I was never a serious student. Somehow I managed time to flip through my course books. It was a long way in time that I realized my little flair for writing when I became a radio jockey in one of the first FM stations of Guwahati in 2007. I would jot down my thoughts and speak out aloud in my own programme, ‘Direct Dil Se’ which used to be broadcast every day for two hours. I had at last found a place where I truly felt at home and became involved. My listeners loved what I shared with them. Their instant feedback gave me a tremendous ‘high’ and made me happy to know that my words could touch and inspire. My radio programme was in Hindi and by the Grace of the Almighty it was a huge hit. It felt nicer to know that people accepted me as an RJ, which was a new concept those days in Assam. I felt touched, overwhelmed and humbled by the amount of love and affection that I received from my listeners on radio.
People found a friend in the RJ. They would share their feelings with me. I realized I was a people’s person who loved people and music!
To do justice to my responsibilities as the mother of my school going daughter, I decided to shift from being a full-time RJ to a part-time one in 2008. Now I had just one radio programme every Saturday evening. Not wanting to miss anything in life, I wanted to enjoy every moment of motherhood and family too. Since I continued being part-time news presenter and TV anchor since 2004 (along with my radio job), I was given an opportunity to anchor a show on television called ‘Woman’ by the MD of DY365, Dipannita Jaiswal.
I grabbed the opportunity. It was my favourite topic too. Being a woman, I thought I knew my subject well enough to do a television programme on it. Earlier during 2004-2005 while at NeTV, I had the pleasant experience of interviewing a multitude of well-known personalities on my breakfast TV show ‘Good Morning Northeast’ every day for about a year.
At DY365, I went ahead and began making episodes on different women achievers of Assam working in different fields. My list included remarkable women like Parbati Barua – the elephant queen, Seema Biswas – versatile actor and professionals, doctors, engineers, bureaucrats, litterateurs, social activists etc. The programme which was telecast once a fortnight in 2010 and 2011 became quite popular among the viewers as they found it very positive and inspirational.
My own experience of shooting the TV episodes with these celebrity women was rich and a great learning process. Most of the episodes were shot in Guwahati. I enjoyed every moment of shooting, directing, interviewing and production work. The final product gave me a sense of satisfaction. I wanted to treasure the moments and the experience as I had dreamt since my college days.

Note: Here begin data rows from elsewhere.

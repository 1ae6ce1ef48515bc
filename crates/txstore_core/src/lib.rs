//! # txstore Core
//!
//! Transactional resource participants for txstore.
//!
//! This crate provides:
//! - The participant state machine every resource follows (open, commit,
//!   abort, release) and the coordinator contract it reports to
//! - A SQL connection participant whose native handle is always given back
//!   to its pool
//! - Blob stores that guard one object's binary content, either inline in a
//!   database column or as staged files rotated in at commit
//! - A transaction context that creates participants on demand and drives
//!   them to a common outcome
//! - Optional per-object leases and an offline reconciliation pass
//!
//! ## Example
//!
//! ```rust
//! use std::sync::Arc;
//! use txstore_core::{
//!     BlobKey, Config, FileLayout, LocalCoordinator, ObjectId, ObjectType, StoreKind,
//!     StoreRegistry, TransactionContext,
//! };
//! use txstore_storage::InMemoryStore;
//!
//! let files = InMemoryStore::new();
//! let registry = StoreRegistry::builder(Arc::new(LocalCoordinator::new()))
//!     .path_store(Arc::new(files.clone()))
//!     .register(
//!         ObjectType::new("document").unwrap(),
//!         StoreKind::StagedFile(FileLayout::new("blobs")),
//!     )
//!     .config(Config::default())
//!     .build()
//!     .unwrap();
//!
//! let key = BlobKey::new(ObjectType::new("document").unwrap(), ObjectId::new(42));
//! let mut ctx = TransactionContext::begin(&registry);
//! ctx.blob_store(&key).unwrap().write(&mut &b"v1"[..], None).unwrap();
//! ctx.commit().unwrap();
//!
//! let mut content = Vec::new();
//! registry.read(&key, &mut content).unwrap();
//! assert_eq!(content, b"v1");
//! ```

#![deny(unsafe_code)]
#![warn(missing_docs)]

pub mod blob;
mod config;
mod connection;
mod context;
mod coordinator;
mod error;
pub mod lease;
mod participant;
pub mod repair;
#[cfg(feature = "sqlite")]
mod sqlite;
mod types;

#[cfg(test)]
mod test_support;

pub use blob::{
    copy_content, Artifact, BlobPaths, BlobStore, InlineBlobReader, InlineBlobStore, PendingOp,
    StagedFileBlobStore,
};
pub use config::{BlobColumn, Config, FileLayout, StoreKind};
pub use connection::{
    BorrowedConnection, ConnectionError, ConnectionParticipant, ConnectionPool, ConnectionResult,
    PooledConnection, SqlConnection,
};
pub use context::{ContextState, StoreRegistry, StoreRegistryBuilder, TransactionContext};
pub use coordinator::{Coordinator, LocalCoordinator, TransactionLog};
pub use error::{CoreError, CoreResult};
pub use lease::{Lease, LeaseRegistry};
pub use participant::{Participant, ParticipantCore, ParticipantState, Resource, TxnHandle};
pub use repair::{ObjectState, RepairPolicy, ScanReport};
#[cfg(feature = "sqlite")]
pub use sqlite::{SqliteConnection, SqlitePool};
pub use types::{
    BlobKey, ObjectId, ObjectType, Outcome, ParticipantId, ParticipantInfo, ResourceKind,
    ResourceManagerId, TransactionId, Vote,
};
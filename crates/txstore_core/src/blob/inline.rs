//! Blob content kept in a database column.
//!
//! Writes go through the transaction's own connection, so their durability
//! is whatever that [`ConnectionParticipant`](crate::ConnectionParticipant)
//! decides at commit; the inline store's own commit and abort do nothing.
//!
//! Reads use a dedicated connection instead. The returned
//! [`InlineBlobReader`] owns it and commits and gives it back when the
//! reader is closed or dropped.

use super::{copy_content, stream_out, BlobStore};
use crate::config::{BlobColumn, Config};
use crate::connection::{BorrowedConnection, ConnectionPool, PooledConnection};
use crate::error::{CoreError, CoreResult};
use crate::participant::{ParticipantCore, Resource};
use crate::types::{BlobKey, ResourceKind, ResourceManagerId};
use std::fmt;
use std::io::{self, Cursor, Read, Write};
use std::sync::Arc;
use tracing::{debug, warn};

/// Blob store keeping content in one column of one table.
pub struct InlineBlobStore {
    core: ParticipantCore,
    key: BlobKey,
    column: BlobColumn,
    conn: BorrowedConnection,
    pool: Arc<dyn ConnectionPool>,
    buffer_size: usize,
}

impl InlineBlobStore {
    /// Creates a closed store for `key` that writes through `conn` and
    /// reads through fresh connections from `pool`.
    #[must_use]
    pub fn new(
        conn: BorrowedConnection,
        pool: Arc<dyn ConnectionPool>,
        column: BlobColumn,
        key: BlobKey,
        config: &Config,
    ) -> Self {
        let resource_manager = ResourceManagerId::new(ResourceKind::InlineBlob, pool.name());
        Self {
            core: ParticipantCore::new(resource_manager, Some(key.clone())),
            key,
            column,
            conn,
            pool,
            buffer_size: config.copy_buffer_size,
        }
    }

    /// Returns the column holding the content.
    #[must_use]
    pub fn column(&self) -> &BlobColumn {
        &self.column
    }

    /// Fetches the committed content on a dedicated connection.
    ///
    /// # Errors
    ///
    /// Returns [`CoreError::NotReadable`] if no connection is available,
    /// the row is missing, or the column is NULL.
    pub fn open_reader(&self) -> CoreResult<InlineBlobReader> {
        let not_readable = |e: &dyn fmt::Display| CoreError::not_readable(&self.key, e);

        let mut conn = PooledConnection::checkout(&self.pool).map_err(|e| not_readable(&e))?;
        conn.set_autocommit(false).map_err(|e| not_readable(&e))?;
        let content = conn
            .select_blob(&self.column, self.key.object_id)
            .map_err(|e| not_readable(&e))?
            .ok_or_else(|| not_readable(&"no content stored"))?;

        debug!(key = %self.key, bytes = content.len(), "inline content fetched");
        Ok(InlineBlobReader {
            key: self.key.clone(),
            content: Cursor::new(content),
            conn: Some(conn),
        })
    }

    fn update(&self, content: Option<&[u8]>) -> CoreResult<usize> {
        let column = &self.column;
        let id = self.key.object_id;
        self.conn
            .with(|conn| conn.update_blob(column, id, content))
            .ok_or_else(|| CoreError::write_failed(&self.key, "connection already released"))?
            .map_err(|e| CoreError::write_failed(&self.key, e))
    }
}

impl fmt::Debug for InlineBlobStore {
    fn fmt(&self, f: &mut fmt::Formatter<'_>) -> fmt::Result {
        f.debug_struct("InlineBlobStore")
            .field("key", &self.key)
            .field("column", &self.column)
            .field("state", &self.core.state())
            .finish_non_exhaustive()
    }
}

impl Resource for InlineBlobStore {
    fn core(&self) -> &ParticipantCore {
        &self.core
    }

    fn core_mut(&mut self) -> &mut ParticipantCore {
        &mut self.core
    }

    fn check_open(&self) -> CoreResult<()> {
        if self.conn.is_released() {
            return Err(CoreError::invalid_operation(format!(
                "{} is no longer attached to a connection",
                self.key
            )));
        }
        Ok(())
    }

    fn finish_commit(&mut self) -> CoreResult<()> {
        Ok(())
    }

    fn finish_abort(&mut self) -> CoreResult<()> {
        Ok(())
    }

    fn release_resource(&mut self) {}
}

impl BlobStore for InlineBlobStore {
    fn key(&self) -> &BlobKey {
        &self.key
    }

    fn write(&mut self, source: &mut dyn Read, known_len: Option<u64>) -> CoreResult<u64> {
        self.core.ensure_open()?;

        let capacity = known_len.and_then(|len| usize::try_from(len).ok()).unwrap_or(0);
        let mut content = Vec::with_capacity(capacity);
        let copied = copy_content(source, &mut content, known_len, self.buffer_size)
            .map_err(|e| CoreError::write_failed(&self.key, e))?;

        match self.update(Some(&content))? {
            0 => Err(CoreError::write_failed(
                &self.key,
                format!("no row in {}", self.column.table),
            )),
            _ => {
                debug!(key = %self.key, bytes = copied, "inline content updated");
                Ok(copied)
            }
        }
    }

    fn delete(&mut self) -> CoreResult<()> {
        self.core.ensure_open()?;
        let rows = self.update(None)?;
        debug!(key = %self.key, rows, "inline content cleared");
        Ok(())
    }

    fn read(&mut self, sink: &mut dyn Write) -> CoreResult<u64> {
        let mut reader = self.open_reader()?;
        let copied = stream_out(&self.key, &mut reader, sink, self.buffer_size)?;
        reader.close()?;
        Ok(copied)
    }

    fn open_read(&mut self) -> CoreResult<Box<dyn Read + Send>> {
        Ok(Box::new(self.open_reader()?))
    }
}

/// Stream over inline content that owns the connection it was read on.
///
/// Closing the reader commits that connection and gives it back to the
/// pool. Dropping an unclosed reader does the same and logs failures.
pub struct InlineBlobReader {
    key: BlobKey,
    content: Cursor<Vec<u8>>,
    conn: Option<PooledConnection>,
}

impl InlineBlobReader {
    /// Returns the total content length.
    #[must_use]
    pub fn len(&self) -> u64 {
        self.content.get_ref().len() as u64
    }

    /// Returns true if the content is empty.
    #[must_use]
    pub fn is_empty(&self) -> bool {
        self.content.get_ref().is_empty()
    }

    /// Commits the read connection and gives it back.
    ///
    /// # Errors
    ///
    /// Returns [`CoreError::NotReadable`] if the commit fails; the
    /// connection is given back either way.
    pub fn close(mut self) -> CoreResult<()> {
        self.finish()
    }

    fn finish(&mut self) -> CoreResult<()> {
        match self.conn.take() {
            Some(mut conn) => conn
                .commit()
                .map_err(|e| CoreError::not_readable(&self.key, e)),
            None => Ok(()),
        }
    }
}

impl Read for InlineBlobReader {
    fn read(&mut self, buf: &mut [u8]) -> io::Result<usize> {
        self.content.read(buf)
    }
}

impl Drop for InlineBlobReader {
    fn drop(&mut self) {
        if let Err(e) = self.finish() {
            warn!(key = %self.key, error = %e, "closing inline reader failed");
        }
    }
}

impl fmt::Debug for InlineBlobReader {
    fn fmt(&self, f: &mut fmt::Formatter<'_>) -> fmt::Result {
        f.debug_struct("InlineBlobReader")
            .field("key", &self.key)
            .field("len", &self.len())
            .field("open", &self.conn.is_some())
            .finish()
    }
}
//! Configuration management.

use figment::{
    providers::{Env, Format, Serialized, Toml},
    Figment,
};
use serde::{Deserialize, Serialize};
use std::fmt;
use std::path::PathBuf;

use crate::plane::PlaneSettings;

/// Base URL used when none is configured.
pub const DEFAULT_BASE_URL: &str = "http://localhost/api/v1";

/// Plain environment variables honoured for compatibility with other Plane
/// tooling, and the config key each one sets.
const PLAIN_ENV_VARS: &[(&str, &str)] = &[
    ("PLANE_API_KEY", "plane.api_key"),
    ("PLANE_BASE_URL", "plane.base_url"),
    ("PLANE_WORKSPACE_SLUG", "plane.workspace_slug"),
    ("PORT", "server.port"),
];

/// Which transport the server speaks.
#[derive(Debug, Clone, Copy, Default, PartialEq, Eq, Serialize, Deserialize, clap::ValueEnum)]
#[serde(rename_all = "lowercase")]
pub enum TransportKind {
    /// Newline-delimited JSON-RPC on stdin/stdout
    Stdio,
    /// Legacy HTTP+SSE (protocol 2024-11-05)
    Sse,
    /// Streamable HTTP with resumable streams
    #[default]
    Http,
}

impl TransportKind {
    pub fn as_str(&self) -> &'static str {
        match self {
            TransportKind::Stdio => "stdio",
            TransportKind::Sse => "sse",
            TransportKind::Http => "http",
        }
    }
}

impl fmt::Display for TransportKind {
    fn fmt(&self, f: &mut fmt::Formatter<'_>) -> fmt::Result {
        f.write_str(self.as_str())
    }
}

/// Configuration structure that matches the TOML file format.
#[derive(Debug, Clone, Serialize, Deserialize)]
struct ConfigFile {
    #[serde(default)]
    server: ServerConfig,
    #[serde(default)]
    plane: PlaneConfig,
    #[serde(default)]
    logging: LoggingConfig,
}

#[derive(Debug, Clone, Serialize, Deserialize)]
struct ServerConfig {
    #[serde(default = "default_port")]
    port: u16,
    #[serde(default)]
    transport: TransportKind,
}

impl Default for ServerConfig {
    fn default() -> Self {
        Self {
            port: default_port(),
            transport: TransportKind::default(),
        }
    }
}

#[derive(Debug, Clone, Serialize, Deserialize)]
struct PlaneConfig {
    #[serde(default = "default_base_url")]
    base_url: String,
    #[serde(default)]
    api_key: String,
    #[serde(default)]
    workspace_slug: String,
}

impl Default for PlaneConfig {
    fn default() -> Self {
        Self {
            base_url: default_base_url(),
            api_key: String::new(),
            workspace_slug: String::new(),
        }
    }
}

#[derive(Debug, Clone, Serialize, Deserialize, Default)]
struct LoggingConfig {
    /// Path to log file (if set, logs will be written to file in addition to the console)
    log_file: Option<PathBuf>,
    /// Log level (trace, debug, info, warn, error)
    /// If not set, uses RUST_LOG environment variable or defaults to "info"
    log_level: Option<String>,
}

fn default_port() -> u16 {
    plane_mcp_types::DEFAULT_PORT
}

fn default_base_url() -> String {
    DEFAULT_BASE_URL.to_string()
}

/// Values given on the command line. `None` leaves the lower layers alone.
#[derive(Debug, Clone, Default)]
pub struct ConfigOverrides {
    pub port: Option<u16>,
    pub transport: Option<TransportKind>,
    pub base_url: Option<String>,
    pub api_key: Option<String>,
    pub workspace_slug: Option<String>,
    pub log_level: Option<String>,
    pub log_file: Option<PathBuf>,
}

/// Application configuration.
#[derive(Clone)]
pub struct Config {
    /// Port to listen on (HTTP transports)
    pub port: u16,
    pub transport: TransportKind,
    pub plane: PlaneSettings,
    /// Path to log file (if set, logs will be written to file in addition to the console)
    pub log_file: Option<PathBuf>,
    /// Log level (if set, used when RUST_LOG is not)
    pub log_level: Option<String>,
}

impl fmt::Debug for Config {
    fn fmt(&self, f: &mut fmt::Formatter<'_>) -> fmt::Result {
        f.debug_struct("Config")
            .field("port", &self.port)
            .field("transport", &self.transport)
            .field("base_url", &self.plane.base_url)
            .field("workspace_slug", &self.plane.workspace_slug)
            .field("api_key_set", &!self.plane.api_key.is_empty())
            .field("log_file", &self.log_file)
            .field("log_level", &self.log_level)
            .finish()
    }
}

impl Config {
    /// Load configuration with full priority chain:
    /// CLI args > plain env vars > `PLANE_MCP_*` env vars > config files > defaults.
    ///
    /// Config files are searched in this order:
    /// 1. `config.toml` in user config directory (~/.config/plane-mcp/ on Linux)
    /// 2. `.plane-mcp.toml` in current directory (wins over the user file)
    pub fn from_figment(overrides: ConfigOverrides) -> anyhow::Result<Self> {
        let local_config = std::env::current_dir()
            .ok()
            .map(|d| d.join(".plane-mcp.toml"));
        let user_config = directories::ProjectDirs::from("", "", "plane-mcp")
            .map(|dirs| dirs.config_dir().join("config.toml"));

        // 1. Start with defaults
        let mut figment = Figment::new().merge(Serialized::defaults(ConfigFile {
            server: ServerConfig::default(),
            plane: PlaneConfig::default(),
            logging: LoggingConfig::default(),
        }));

        // 2. Merge user config file if it exists
        if let Some(ref path) = user_config {
            if path.exists() {
                figment = figment.merge(Toml::file(path));
            }
        }

        // 3. Merge local config file if it exists
        if let Some(ref path) = local_config {
            if path.exists() {
                figment = figment.merge(Toml::file(path));
            }
        }

        // 4. Merge environment variables (PLANE_MCP_* prefix, `__` separates sections)
        figment = figment.merge(Env::prefixed("PLANE_MCP_").split("__"));

        // 5. Merge the plain variables
        for (var, key) in PLAIN_ENV_VARS {
            if let Ok(value) = std::env::var(var) {
                figment = figment.merge(Env::raw().only(&[*var]).map(move |_| (*key).into()));
                tracing::debug!("Using {} from environment ({} chars)", var, value.len());
            }
        }

        // 6. Merge CLI arguments (highest priority)
        if let Some(p) = overrides.port {
            figment = figment.merge(Serialized::default("server.port", p));
        }
        if let Some(t) = overrides.transport {
            figment = figment.merge(Serialized::default("server.transport", t));
        }
        if let Some(ref url) = overrides.base_url {
            figment = figment.merge(Serialized::default("plane.base_url", url));
        }
        if let Some(ref key) = overrides.api_key {
            figment = figment.merge(Serialized::default("plane.api_key", key));
        }
        if let Some(ref slug) = overrides.workspace_slug {
            figment = figment.merge(Serialized::default("plane.workspace_slug", slug));
        }
        if let Some(ref level) = overrides.log_level {
            figment = figment.merge(Serialized::default("logging.log_level", level));
        }
        if let Some(ref file) = overrides.log_file {
            figment = figment.merge(Serialized::default("logging.log_file", file));
        }

        // Extract the configuration
        let config_file: ConfigFile = figment.extract()?;

        Ok(Self {
            port: config_file.server.port,
            transport: config_file.server.transport,
            plane: PlaneSettings {
                base_url: config_file.plane.base_url,
                api_key: config_file.plane.api_key,
                workspace_slug: config_file.plane.workspace_slug,
            },
            log_file: config_file.logging.log_file,
            log_level: config_file.logging.log_level,
        })
    }
}
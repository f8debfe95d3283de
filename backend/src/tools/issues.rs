//! Issue tools.

use plane_mcp_types::{
    CreateIssueParams, CreateIssueRequest, DeleteIssueParams, GetIssueIdParams, Issue, IssueCode,
    IssueLookup, ListIssuesParams, Priority, UpdateIssueParams,
};
use serde_json::Value;
use tracing::{debug, info};
use uuid::Uuid;

use super::{parse_args, ToolError, ToolResult};
use crate::plane::{PlaneClient, PlaneError};

/// One listing line: `<seq>. <name>[ - <Priority> Priority] - <state>`.
fn format_issue(issue: &Issue) -> String {
    let priority = match issue.priority {
        Priority::None => String::new(),
        other => format!(" - {} Priority", other.title()),
    };
    format!(
        "{}. {}{} - {}",
        issue.sequence_id,
        issue.name,
        priority,
        issue.state_name()
    )
}

/// Plane ids are lowercase hyphenated UUIDs. Anything else is treated as an
/// issue code.
fn is_issue_uuid(value: &str) -> bool {
    value.len() == 36
        && !value.bytes().any(|b| b.is_ascii_uppercase())
        && Uuid::try_parse(value).is_ok()
}

fn matches_filters(issue: &Issue, params: &ListIssuesParams) -> bool {
    params
        .state_id
        .as_ref()
        .map_or(true, |state| issue.state.as_ref() == Some(state))
        && params.priority.map_or(true, |p| issue.priority == p)
        && params
            .assignee_id
            .as_ref()
            .map_or(true, |a| issue.assignees.contains(a))
        && params
            .label_id
            .as_ref()
            .map_or(true, |l| issue.labels.contains(l))
}

pub async fn list_issues(client: &PlaneClient, arguments: Option<Value>) -> ToolResult {
    let params: ListIssuesParams = parse_args(arguments)?;

    let project = match client.get_project(&params.project_id).await {
        Ok(project) => project,
        Err(PlaneError::Status { status, .. }) => {
            return Err(ToolError::Failed(format!(
                "Failed to get project details - {}",
                status.as_u16()
            )))
        }
        Err(e) => return Err(e.into()),
    };

    let issues = client.list_issues(&params.project_id).await?;
    if issues.is_empty() {
        return Ok(format!("No issues found in project {}", project.name));
    }

    let lines: Vec<String> = issues
        .iter()
        .filter(|issue| matches_filters(issue, &params))
        .map(format_issue)
        .collect();
    if lines.is_empty() {
        return Ok("No issues match the specified filters".to_string());
    }
    Ok(format!("Issues in {}:\n{}", project.name, lines.join("\n")))
}

pub async fn create_issue(client: &PlaneClient, arguments: Option<Value>) -> ToolResult {
    let params: CreateIssueParams = parse_args(arguments)?;
    info!("MCP: Creating issue '{}'", params.name);

    let description = params.description.unwrap_or_default();
    let request = CreateIssueRequest {
        name: params.name,
        description_html: format!("<p>{}</p>", description),
        description,
        priority: params.priority.unwrap_or_default(),
        state_id: params.state_id,
        assignee_ids: params.assignee_ids,
        label_ids: params.label_ids,
        start_date: params.start_date,
        target_date: params.target_date,
    };
    let issue = client.create_issue(&params.project_id, &request).await?;
    Ok(format!("Issue created: {} (#{})", issue.name, issue.sequence_id))
}

/// Find an issue by display code.
async fn lookup_issue(client: &PlaneClient, issue_code: &str) -> Result<IssueLookup, ToolError> {
    let code = IssueCode::parse(issue_code).ok_or_else(|| {
        ToolError::failed(
            "Invalid issue code format. Expected format: PROJECT_CODE-NUMBER (e.g. CLT-37)",
        )
    })?;

    let projects = client.list_projects().await?;
    let project = projects
        .into_iter()
        .find(|p| p.matches_identifier(&code.project))
        .ok_or_else(|| {
            ToolError::Failed(format!("No project found with identifier {}", code.project))
        })?;

    let issues = client.list_issues(&project.id).await?;
    let issue = issues
        .into_iter()
        .find(|i| i.sequence_id == code.sequence_id)
        .ok_or_else(|| {
            ToolError::Failed(format!(
                "No issue found with sequence ID {} in project {}",
                code.sequence_id, code.project
            ))
        })?;

    debug!("Resolved {} to issue {}", code, issue.id);
    Ok(IssueLookup {
        issue_id: issue.id,
        project_id: project.id,
        name: issue.name,
        current_state: issue.state,
    })
}

pub async fn get_issue_id(client: &PlaneClient, arguments: Option<Value>) -> ToolResult {
    let params: GetIssueIdParams = parse_args(arguments)?;
    let lookup = lookup_issue(client, &params.issue_code).await?;
    serde_json::to_string(&lookup).map_err(|e| ToolError::Failed(e.to_string()))
}

pub async fn update_issue(client: &PlaneClient, arguments: Option<Value>) -> ToolResult {
    let params: UpdateIssueParams = parse_args(arguments)?;

    // Issue codes are resolved to the issue and its owning project
    let (project_id, issue_id) = if is_issue_uuid(&params.issue_id) {
        (params.project_id.clone(), params.issue_id.clone())
    } else {
        let lookup = lookup_issue(client, &params.issue_id).await.map_err(|e| {
            ToolError::Failed(format!(
                "Could not resolve issue code {} to a UUID. Details: Error: {}",
                params.issue_id, e
            ))
        })?;
        (lookup.project_id, lookup.issue_id)
    };

    let request = params.to_request();
    if request.is_empty() {
        return Err(ToolError::failed("No update parameters provided"));
    }
    info!("MCP: Updating issue {}", issue_id);

    let issue = client
        .update_issue(&project_id, &issue_id, &request)
        .await?;

    let mut changes = Vec::new();
    if request.state_id.is_some() {
        changes.push("status changed".to_string());
    }
    if request.name.is_some() {
        changes.push("title updated".to_string());
    }
    if request.description.is_some() {
        changes.push("description updated".to_string());
    }
    if let Some(priority) = request.priority {
        changes.push(format!("priority set to {}", priority));
    }
    if request.assignee_ids.is_some() {
        changes.push("assignees updated".to_string());
    }

    let change_text = if changes.is_empty() {
        String::new()
    } else {
        format!(" - {}", changes.join(", "))
    };
    Ok(format!(
        "Issue updated: {} (#{}){}",
        issue.name, issue.sequence_id, change_text
    ))
}

pub async fn delete_issue(client: &PlaneClient, arguments: Option<Value>) -> ToolResult {
    let params: DeleteIssueParams = parse_args(arguments)?;
    info!("MCP: Deleting issue {}", params.issue_id);
    client
        .delete_issue(&params.project_id, &params.issue_id)
        .await?;
    Ok(format!("Issue deleted: {}", params.issue_id))
}

#[cfg(test)]
mod tests {
    use super::*;
    use plane_mcp_types::StateDetail;

    fn issue(seq: u64, priority: Priority, state: Option<&str>) -> Issue {
        Issue {
            id: format!("id-{}", seq),
            name: format!("Issue {}", seq),
            sequence_id: seq,
            priority,
            state: Some("s-todo".to_string()),
            state_detail: state.map(|name| StateDetail {
                id: None,
                name: name.to_string(),
            }),
            assignees: vec!["u1".to_string()],
            labels: vec![],
        }
    }

    fn filters() -> ListIssuesParams {
        ListIssuesParams {
            project_id: "p".to_string(),
            state_id: None,
            priority: None,
            assignee_id: None,
            label_id: None,
        }
    }

    #[test]
    fn test_issue_uuid_must_be_lowercase_hyphenated() {
        assert!(is_issue_uuid("22222222-2222-4222-8222-222222222222"));
        assert!(is_issue_uuid("0f9e8d7c-6b5a-4f3e-9d2c-1b0a9f8e7d6c"));
        assert!(!is_issue_uuid("0F9E8D7C-6B5A-4F3E-9D2C-1B0A9F8E7D6C"));
        assert!(!is_issue_uuid("0f9e8d7c6b5a4f3e9d2c1b0a9f8e7d6c"));
        assert!(!is_issue_uuid("{0f9e8d7c-6b5a-4f3e-9d2c-1b0a9f8e7d6c}"));
        assert!(!is_issue_uuid("urn:uuid:0f9e8d7c-6b5a-4f3e-9d2c-1b0a9f8e7d6c"));
        assert!(!is_issue_uuid("CLT-37"));
    }

    #[test]
    fn test_format_issue_line() {
        assert_eq!(
            format_issue(&issue(3, Priority::High, Some("In Progress"))),
            "3. Issue 3 - High Priority - In Progress"
        );
        assert_eq!(
            format_issue(&issue(4, Priority::None, None)),
            "4. Issue 4 - Unknown State"
        );
    }

    #[test]
    fn test_filters_combine() {
        let high = issue(1, Priority::High, None);
        let mut params = filters();
        assert!(matches_filters(&high, &params));

        params.priority = Some(Priority::Low);
        assert!(!matches_filters(&high, &params));

        params.priority = Some(Priority::High);
        params.assignee_id = Some("u1".to_string());
        assert!(matches_filters(&high, &params));

        params.label_id = Some("bug".to_string());
        assert!(!matches_filters(&high, &params));
    }
}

So, after completing thirty-one episodes, and before the number became too big to handle, in October 2011, I decided to start writing. The CDs of all the episodes were available in the library of my TV channel. The channel was kind enough to support me. I watched all the episodes repeatedly on my laptop before penning them down so that I did not miss a single scene or word. I sat for several hours and nights together to compile all the interviews to document them in the book form.
Fortunately, I carried my personal camera for the episode shoots. I had enough photographs of every shot and episode which got included in my book – ‘Celebrating Womanhood’. A local agency helped me in giving more beautiful photographs of the thirty women featured in the series and in designing the book.
After months of hard work, I could launch my first book, Celebrating Womanhood on the 22 July, 2012 in Guwahati, in the presence of most of my leading ladies, friends and well-wishers. It was one of the happiest moments of my life. I have been receiving great support and love from the readers and all my friends since then.
All celebrity women in the book have been successful in their respective fields. I hope their stories will inspire many youngsters, especially young girls and women who want to do something worthwhile in life. I tried to highlight the contributions made by these women from Assam – to home, society and the nation. I have penned their stories as told to me during their interviews for television.
I hope this book will help all my young friends in the media who are on the threshold of this profession. I hope they appreciate this little gift from Florence Ba, with love, as I have been passionately involved in this field since 2004.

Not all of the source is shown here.